4 Lessons in Personality from Hamilton

Because we like to give experiences instead of stuff at our house, our daughter’s Christmas present was a trip to see Hamilton.  She loves the music and was so excited about her first big girl trip to the theater. 

The first time I saw Hamilton was on Broadway, a week before the whole world shut down because of the pandemic.  I was not familiar with the storyline or the music then, so I was in overdrive trying to process all that I saw and heard.  I’m still in overdrive trying to process all I’ve seen and heard since then and learn from it. 

Three years and a pandemic later, my second experience was seeped with thoughts and learning I, personally, gained throughout the pandemic as well as what the first show had taught me to be prepared to take away. 

What I found most striking this time around was the contrast between Hamilton and Burr and the build up to the ultimate duel and death of Hamilton. It is a classic study in personality science. 

Here’s what I took away: 

1. “He has nothing to prove, he has nothing to lose.” vs “a legacy to protect”.  These lyrics help us understand that when it comes to personality, our forefathers and their situations actually shape how we behave.  In fact, the situations may actually affect the genes that are passed down as seen in some new genomic science you can read about in Super Genes.  Hamilton and Burr were both orphans, but in very different contexts.  Burr came from a good family, Hamilton came from nothing.  This impacted how they saw the world and what behaviors they exhibited.

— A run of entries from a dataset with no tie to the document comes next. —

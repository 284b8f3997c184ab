//! Application configuration.
//!
//! An optional `config.toml` in the config root supplies defaults the CLI
//! flags can override. Precedence is flags > config file > built-in
//! defaults; the library itself never reads configuration.

use anyhow::{Context, Result};
use serde::{Deserialize, Serialize};
use std::path::Path;

#[derive(Debug, Clone, Default, PartialEq, Serialize, Deserialize)]
#[serde(default, deny_unknown_fields)]
pub struct Config {
    /// Overrides the data root (`~/.local/share/tomei`).
    pub data_dir: Option<String>,
    /// Overrides the tool symlink directory (`~/.local/bin`).
    pub bin_dir: Option<String>,
    /// Default worker pool size.
    pub parallel: Option<usize>,
    /// Manifest directory applied when none is given on the command line.
    pub manifests: Option<String>,
}

impl Config {
    /// Loads `config.toml` from the config root; a missing file is the
    /// default configuration.
    pub fn load(config_dir: &Path) -> Result<Self> {
        let path = config_dir.join("config.toml");
        let content = match std::fs::read_to_string(&path) {
            Ok(content) => content,
            Err(e) if e.kind() == std::io::ErrorKind::NotFound => return Ok(Self::default()),
            Err(e) => {
                return Err(e).with_context(|| format!("failed to read {}", path.display()));
            }
        };
        toml::from_str(&content).with_context(|| format!("invalid config: {}", path.display()))
    }
}

#[cfg(test)]
mod tests {
    use super::*;
    use tempfile::TempDir;

    #[test]
    fn missing_file_is_default() {
        let dir = TempDir::new().unwrap();
        assert_eq!(Config::load(dir.path()).unwrap(), Config::default());
    }

    #[test]
    fn file_values_parse() {
        let dir = TempDir::new().unwrap();
        std::fs::write(
            dir.path().join("config.toml"),
            "parallel = 8\nmanifests = \"~/.config/tomei/manifests\"\n",
        )
        .unwrap();

        let config = Config::load(dir.path()).unwrap();
        assert_eq!(config.parallel, Some(8));
        assert!(config.manifests.unwrap().ends_with("manifests"));
    }

    #[test]
    fn unknown_keys_are_rejected() {
        let dir = TempDir::new().unwrap();
        std::fs::write(dir.path().join("config.toml"), "paralell = 8\n").unwrap();
        assert!(Config::load(dir.path()).is_err());
    }
}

How has your background, in which you had no choice in the matter about, shaped your personality?

2. “You never back down, you never learn to take your time” vs “wait for it”.  The main way you see the contrast between Hamilton and Burr- that is at least in part due to the situations they were born into- is in the contrast between two personality poles- fast paced and outspoken versus cautious and reflective. 

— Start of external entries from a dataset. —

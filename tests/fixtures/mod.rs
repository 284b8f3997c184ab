//! Shared test fixtures: sandboxed directories, manifest helpers, archive
//! builders, and a minimal local HTTP server for download scenarios.

#![allow(dead_code)]

use chrono::Utc;
use sha2::{Digest, Sha256};
use std::collections::{BTreeMap, HashMap};
use std::io::Write as _;
use std::path::PathBuf;
use std::sync::Arc;
use tempfile::TempDir;
use tokio::io::{AsyncReadExt, AsyncWriteExt};
use tokio::net::TcpListener;
use tomei::resource::{StrategyKind, VersionKind};
use tomei::state::{CommonState, RuntimeState, TaintReason, ToolState};

/// An isolated filesystem sandbox for one test.
pub struct TestEnv {
    _tmp: TempDir,
    pub config_dir: PathBuf,
    pub data_dir: PathBuf,
    pub bin_dir: PathBuf,
}

impl TestEnv {
    pub fn new() -> Self {
        let tmp = TempDir::new().expect("create test sandbox");
        let config_dir = tmp.path().join("config");
        let data_dir = tmp.path().join("data");
        let bin_dir = tmp.path().join("bin");
        for dir in [&config_dir, &data_dir, &bin_dir] {
            std::fs::create_dir_all(dir).unwrap();
        }
        Self { _tmp: tmp, config_dir, data_dir, bin_dir }
    }

    pub fn write_manifest(&self, name: &str, content: &str) -> PathBuf {
        let path = self.config_dir.join(name);
        std::fs::write(&path, content).unwrap();
        path
    }

    pub fn state_path(&self) -> PathBuf {
        self.data_dir.join("state.json")
    }
}

/// A minimal common block for hand-built state entries.
pub fn common_state(name: &str, version: &str, digest: &str) -> CommonState {
    CommonState {
        name: name.to_string(),
        strategy: StrategyKind::Download,
        version: version.to_string(),
        resolved_version: None,
        version_kind: VersionKind::classify(version),
        digest: digest.to_string(),
        install_path: None,
        bin_paths: Vec::new(),
        taint_reason: TaintReason::None,
        installed_at: Utc::now(),
        updated_at: Utc::now(),
    }
}

pub fn runtime_state(name: &str, version: &str, digest: &str) -> RuntimeState {
    RuntimeState {
        common: common_state(name, version, digest),
        env: BTreeMap::new(),
        bin_dir: None,
        remove_command: None,
        taint_on_upgrade: false,
    }
}

pub fn tool_state(name: &str, version: &str, digest: &str) -> ToolState {
    ToolState {
        common: common_state(name, version, digest),
        installer_ref: "download".to_string(),
        runtime_ref: None,
        repository_ref: None,
        package: None,
        remove_command: None,
    }
}

/// Builds a gzip-compressed tarball in memory.
pub fn tar_gz(entries: &[(&str, &[u8])]) -> Vec<u8> {
    let encoder =
        flate2::write::GzEncoder::new(Vec::new(), flate2::Compression::default());
    let mut builder = tar::Builder::new(encoder);
    for (name, content) in entries {
        let mut header = tar::Header::new_gnu();
        header.set_size(content.len() as u64);
        header.set_mode(0o755);
        header.set_cksum();
        builder.append_data(&mut header, name, *content).unwrap();
    }
    builder.into_inner().unwrap().finish().unwrap()
}

pub fn sha256_hex(content: &[u8]) -> String {
    hex::encode(Sha256::digest(content))
}

/// A tiny HTTP/1.1 file server bound to a random localhost port.
///
/// Serves a fixed path → bytes map with correct Content-Length; unknown
/// paths get a 404. Connections close after one response, which is all
/// reqwest needs here.
pub struct FixtureServer {
    pub base_url: String,
    shutdown: tokio::sync::watch::Sender<bool>,
}

impl FixtureServer {
    pub async fn start(files: HashMap<String, Vec<u8>>) -> Self {
        let listener = TcpListener::bind("127.0.0.1:0").await.expect("bind fixture server");
        let addr = listener.local_addr().unwrap();
        let files = Arc::new(files);
        let (shutdown, mut shutdown_rx) = tokio::sync::watch::channel(false);

        tokio::spawn(async move {
            loop {
                let accepted = tokio::select! {
                    accepted = listener.accept() => accepted,
                    _ = shutdown_rx.changed() => break,
                };
                let Ok((stream, _)) = accepted else { break };
                let files = Arc::clone(&files);
                tokio::spawn(async move {
                    let _ = serve_one(stream, &files).await;
                });
            }
        });

        Self { base_url: format!("http://{addr}"), shutdown }
    }

    pub fn url(&self, path: &str) -> String {
        format!("{}{path}", self.base_url)
    }
}

impl Drop for FixtureServer {
    fn drop(&mut self) {
        let _ = self.shutdown.send(true);
    }
}

async fn serve_one(
    mut stream: tokio::net::TcpStream,
    files: &HashMap<String, Vec<u8>>,
) -> std::io::Result<()> {
    let mut buffer = Vec::new();
    let mut chunk = [0u8; 1024];
    // Read until the end of the request headers.
    loop {
        let n = stream.read(&mut chunk).await?;
        if n == 0 {
            return Ok(());
        }
        buffer.extend_from_slice(&chunk[..n]);
        if buffer.windows(4).any(|w| w == b"\r\n\r\n") {
            break;
        }
    }

    let request_line = String::from_utf8_lossy(&buffer);
    let path = request_line
        .lines()
        .next()
        .and_then(|line| line.split_whitespace().nth(1))
        .unwrap_or("/")
        .to_string();

    let response = match files.get(&path) {
        Some(body) => {
            let mut response = Vec::new();
            write!(
                response,
                "HTTP/1.1 200 OK\r\nContent-Length: {}\r\nConnection: close\r\n\r\n",
                body.len()
            )?;
            response.extend_from_slice(body);
            response
        }
        None => b"HTTP/1.1 404 Not Found\r\nContent-Length: 0\r\nConnection: close\r\n\r\n"
            .to_vec(),
    };
    stream.write_all(&response).await?;
    stream.shutdown().await
}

The DiSC Model illustrates these poles.  The model emphasizes how our natural inclinations towards one of the extremes can create a variety of conflict between individuals if they are seen as opposing approaches that become right or wrong.  This view can lead to villainization as opposed to the view that opposites attract and complement one another.  When people also retreat to the extremes, instead of being able to self-monitor on what behaviors are best served given the situation and the people, major conflict erupts. In Hamilton and Burr’s case, it festered for years, and then it led to death.   

Do you allow people’s differences to polarize or complement? 

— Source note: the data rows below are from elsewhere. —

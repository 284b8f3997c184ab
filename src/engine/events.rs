//! Engine event stream.
//!
//! The engine is headless: it never prints. Subscribers receive typed events
//! through an optional callback; per node, events are totally ordered
//! (`Start` < `Progress`* < `Output`* < `Complete` | `Error`), and a
//! dependency's `Complete` is always observed before any dependent's `Start`.

use crate::planner::Action;
use crate::resource::{ResourceId, StrategyKind};
use std::sync::Arc;

#[derive(Debug, Clone)]
pub enum Event {
    /// A node's action began executing.
    Start { id: ResourceId, action: Action, method: StrategyKind, version: String },
    /// Download progress; `total` is present when Content-Length was known.
    Progress { id: ResourceId, bytes: u64, total: Option<u64> },
    /// One line of subprocess output (stdout or stderr).
    Output { id: ResourceId, line: String },
    /// The node's action finished successfully.
    Complete { id: ResourceId },
    /// The node's action failed; state was not mutated for this node.
    Error { id: ResourceId, message: String },
}

pub type EventHandler = Arc<dyn Fn(&Event) + Send + Sync>;

/// Cheap clonable fan-out point for engine events.
#[derive(Clone, Default)]
pub struct EventSink {
    handler: Option<EventHandler>,
}

impl EventSink {
    pub fn new(handler: Option<EventHandler>) -> Self {
        Self { handler }
    }

    pub fn emit(&self, event: Event) {
        if let Some(handler) = &self.handler {
            handler(&event);
        }
    }
}

#[cfg(test)]
mod tests {
    use super::*;
    use crate::resource::ResourceKind;
    use std::sync::Mutex;

    #[test]
    fn sink_forwards_to_handler() {
        let seen: Arc<Mutex<Vec<String>>> = Arc::new(Mutex::new(Vec::new()));
        let seen_clone = Arc::clone(&seen);
        let sink = EventSink::new(Some(Arc::new(move |event: &Event| {
            if let Event::Complete { id } = event {
                seen_clone.lock().unwrap().push(id.qualified());
            }
        })));

        sink.emit(Event::Complete { id: ResourceId::new(ResourceKind::Tool, "gh") });
        assert_eq!(seen.lock().unwrap().as_slice(), ["Tool/gh"]);
    }

    #[test]
    fn empty_sink_is_silent() {
        EventSink::default()
            .emit(Event::Complete { id: ResourceId::new(ResourceKind::Tool, "gh") });
    }
}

3. “It’s Quiet Uptown.” The common consensus in personality science is that personality is usually solidified around the age of 25.  Your nature and your nurture pretty much combine and by 25 and your personality becomes more of a set rather than fluid state.  

However, key life events, usually in the form of major changes and tragedy, can shift our personality.  This is no better seen in the song “It’s Quiet Uptown”. This song illustrates how, following Hamilton’s infidelity and the death of his son, he moved his family uptown and found solitude in what was quite contrary to his “you never back down, you never learn to take your time” personality into a slower paced, quiet life.  The key events altered his personality, or at least for a time, the way his personality manifested itself in the form of his behaviors. 

Have you experienced life altering events that have altered your personality and behavior? 

4. “The world is wide enough.”  After Burr shoots Hamilton,  his monologue makes such a climactic point.  He realizes the world was wide enough for both he and Hamilton to exist, thrive in fact, but it’s too late.  What would the world have been if Burr and Hamilton had worked together, seeing their opposing personalities and  perspectives as an asset instead of a liability? 

What would the world look like if you joined forces with your “foe” and used his or her differences to help shape a partnership of impact? 

What would things look like if we could see the future instead of reflect on it?  No one knows “who lives, who dies, who tells your story,” but if we can learn about how our situations, experiences, and personalities shape us and those around us, maybe we can at least “stay alive” to write a better history where people work together instead of tearing each other apart.